No class has yet been certified in the above action. Until a class is certified, you are not represented by counsel unless you retain one. If you purchased Chesapeake securities in pursuant and/or traceable to the Company's July 2008 Offering and wish to move the court for appointment of lead plaintiff, you must do so by April 27, 2009. A lead plaintiff is a representative party acting on behalf of other class members in directing the litigation. The lead plaintiff will be selected from among applicants claiming the largest loss from investment in the Company during the Class Period. You do not need to seek appointment as a lead plaintiff in order to share in any recovery.

To be a member of the class you need not take any action at this time, and you may retain counsel of your choice. If you wish to discuss this action or have any questions concerning this Notice or your rights or interests with respect to these matters, please contact Sue Lee at The Brualdi Law Firm, P.C. 29 Broadway, Suite 2400, New York, New York 10006, by telephone toll free at (877) 495-1187 or (212) 952-0602, by email to slee@brualdilawfirm.com or visit our website at http://www.brualdilawfirm.com.

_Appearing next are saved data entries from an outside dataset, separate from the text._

use pulldown_cmark::{html, Options, Parser};

/// Markdown to HTML, pure and total.
pub trait MarkdownRenderer {
    fn render(&self, markdown: &str) -> String;
}

#[derive(Clone, Copy, Debug)]
pub struct CmarkRenderer {
    options: Options,
}

impl Default for CmarkRenderer {
    fn default() -> Self {
        let mut options = Options::empty();
        options.insert(Options::ENABLE_TABLES);
        options.insert(Options::ENABLE_STRIKETHROUGH);
        options.insert(Options::ENABLE_TASKLISTS);
        options.insert(Options::ENABLE_FOOTNOTES);
        Self::with_options(options)
    }
}

impl CmarkRenderer {
    pub fn with_options(options: Options) -> Self {
        Self { options }
    }
}

impl MarkdownRenderer for CmarkRenderer {
    fn render(&self, markdown: &str) -> String {
        let parser = Parser::new_ext(markdown, self.options);
        let mut out = String::with_capacity(markdown.len() * 3 / 2);
        html::push_html(&mut out, parser);
        out
    }
}

#[cfg(test)]
mod tests {
    use super::*;

    #[test]
    fn renders_headings_and_emphasis() {
        let renderer = CmarkRenderer::default();
        assert_eq!(renderer.render("# Title"), "<h1>Title</h1>\n");
        assert_eq!(
            renderer.render("some **bold** text"),
            "<p>some <strong>bold</strong> text</p>\n"
        );
    }

    #[test]
    fn empty_input_renders_empty_html() {
        assert_eq!(CmarkRenderer::default().render(""), "");
    }

    #[test]
    fn enables_strikethrough_by_default() {
        let html = CmarkRenderer::default().render("~~gone~~");
        assert!(html.contains("<del>gone</del>"));

        let plain = CmarkRenderer::with_options(Options::empty()).render("~~gone~~");
        assert!(!plain.contains("<del>"));
    }
}
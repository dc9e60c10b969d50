use std::time::Duration;

use leptos::logging::warn;
use leptos::prelude::{set_timeout_with_handle, TimeoutHandle};

pub trait DeferredTasks {
    type Handle: 'static;

    /// Runs `task` once after `delay`. `None` if the host refused the timer.
    fn schedule(&self, delay: Duration, task: Box<dyn FnOnce()>) -> Option<Self::Handle>;

    /// Drops a task that has not fired yet. Cancelling a fired task is a no-op.
    fn cancel(&self, handle: Self::Handle);
}

/// `setTimeout`/`clearTimeout` on the page's window.
#[derive(Clone, Copy, Debug, Default)]
pub struct BrowserTimers;

impl DeferredTasks for BrowserTimers {
    type Handle = TimeoutHandle;

    fn schedule(&self, delay: Duration, task: Box<dyn FnOnce()>) -> Option<TimeoutHandle> {
        match set_timeout_with_handle(task, delay) {
            Ok(handle) => Some(handle),
            Err(err) => {
                warn!("note-preview: could not schedule preview render: {err:?}");
                None
            }
        }
    }

    fn cancel(&self, handle: TimeoutHandle) {
        handle.clear();
    }
}


#[cfg(test)]
mod tests {
    use std::cell::Cell;
    use std::rc::Rc;

    use super::manual::ManualTimers;
    use super::*;

    #[test]
    fn fires_only_once_due() {
        let timers = ManualTimers::default();
        let fired = Rc::new(Cell::new(0));
        let counter = Rc::clone(&fired);
        timers.schedule(
            Duration::from_millis(100),
            Box::new(move || counter.set(counter.get() + 1)),
        );

        timers.advance(Duration::from_millis(99));
        assert_eq!(fired.get(), 0);
        timers.advance(Duration::from_millis(1));
        assert_eq!(fired.get(), 1);
        timers.advance(Duration::from_secs(5));
        assert_eq!(fired.get(), 1);
        assert_eq!(timers.live(), 0);
    }

    #[test]
    fn cancelled_tasks_never_fire() {
        let timers = ManualTimers::default();
        let fired = Rc::new(Cell::new(false));
        let flag = Rc::clone(&fired);
        let handle = timers
            .schedule(Duration::from_millis(10), Box::new(move || flag.set(true)))
            .unwrap();
        timers.cancel(handle);
        timers.cancel(handle);

        timers.advance(Duration::from_secs(1));
        assert!(!fired.get());
        assert_eq!(timers.cancelled(), 1);
    }
}
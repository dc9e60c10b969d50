use thiserror::Error;
use wasm_bindgen::JsValue;

#[derive(Debug, Error)]
pub enum PageError {
    #[error("no global window")]
    NoWindow,

    #[error("window has no document")]
    NoDocument,

    #[error("missing #{id} ({role})")]
    MissingElement { role: &'static str, id: String },

    #[error("#{id} ({role}) is not a {expected}")]
    WrongElementType {
        role: &'static str,
        id: String,
        expected: &'static str,
    },

    #[error("failed to attach {event} listener: {message}")]
    Listener { event: &'static str, message: String },

    #[error("invalid page config: {0}")]
    Config(#[from] serde_json::Error),
}

impl PageError {
    pub(crate) fn listener(event: &'static str, err: JsValue) -> Self {
        Self::Listener {
            event,
            message: err.as_string().unwrap_or_else(|| format!("{err:?}")),
        }
    }
}

impl From<PageError> for JsValue {
    fn from(err: PageError) -> Self {
        JsValue::from_str(&err.to_string())
    }
}
use leptos::logging::warn;
use wasm_bindgen::prelude::*;

pub mod config;
pub mod digest;
pub mod error;
pub mod layout;
pub mod page;
pub mod render;
pub mod scheduler;
pub mod static_blocks;
pub mod submit;
pub mod surface;
pub mod timer;

pub use config::{DelayProfile, DeviceProfile, ElementIds, PageConfig};
pub use digest::{ContentHasher, HashAlgorithm, Md5Hasher, Sha256Hasher};
pub use error::PageError;
pub use render::{CmarkRenderer, MarkdownRenderer};
pub use scheduler::{debounce_delay, LoadAction, PreviewScheduler, PreviewTargets};
pub use submit::{SubmissionPayload, SubmitPreparer};
pub use timer::{BrowserTimers, DeferredTasks};

#[wasm_bindgen(start)]
pub fn start() {
    console_error_panic_hook::set_once();
    if let Err(err) = page::run_when_loaded() {
        warn!("note-preview: {err}");
    }
}
use web_sys::{Document, HtmlElement, Window};
use wasm_bindgen::JsCast;

pub fn content_fits(viewport_height: f64, content_height: f64) -> bool {
    viewport_height >= content_height
}

pub fn pin_to_bottom(element: &HtmlElement) {
    let style = element.style();
    let _ = style.set_property("position", "fixed");
    let _ = style.set_property("bottom", "0");
}

/// Returns whether the links region was pinned.
pub fn pin_links_if_content_fits(window: &Window, document: &Document, links_id: &str) -> bool {
    let Some(viewport_height) = window.inner_height().ok().and_then(|h| h.as_f64()) else {
        return false;
    };
    let Some(body) = document.body() else {
        return false;
    };
    if !content_fits(viewport_height, f64::from(body.client_height())) {
        return false;
    }
    match document
        .get_element_by_id(links_id)
        .and_then(|el| el.dyn_into::<HtmlElement>().ok())
    {
        Some(links) => {
            pin_to_bottom(&links);
            true
        }
        None => false,
    }
}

The Complaint charges that Chesapeake and certain of its officers and directors violated federal securities laws. Specifically, the Registration Statement issued in connection with the Offering was materially false because it failed to disclose the following: (i) Chesapeake's exposure to natural gas price declines had not been adequately limited by Chesapeake's hedging actions prior to the Offering; (ii) that Chesapeake had entered into hedging contracts with Lehman Brothers, an underwriter in the offering, though based on Lehman Brothers' rapidly declining financial condition, it would be unable to fulfill its financial commitment; (iii) prior to the Offering, Chesapeake's aggressive hedging activities had been significantly running up the price of natural gas and Chesapeake's stock price; (iv) Chesapeake's lease brokers, had been aggressively bidding up the prices Chesapeake was obligated to pay in leases and royalty agreements; and (v) Chesapeake was failing to write down impaired goodwill on the assets it was acquiring.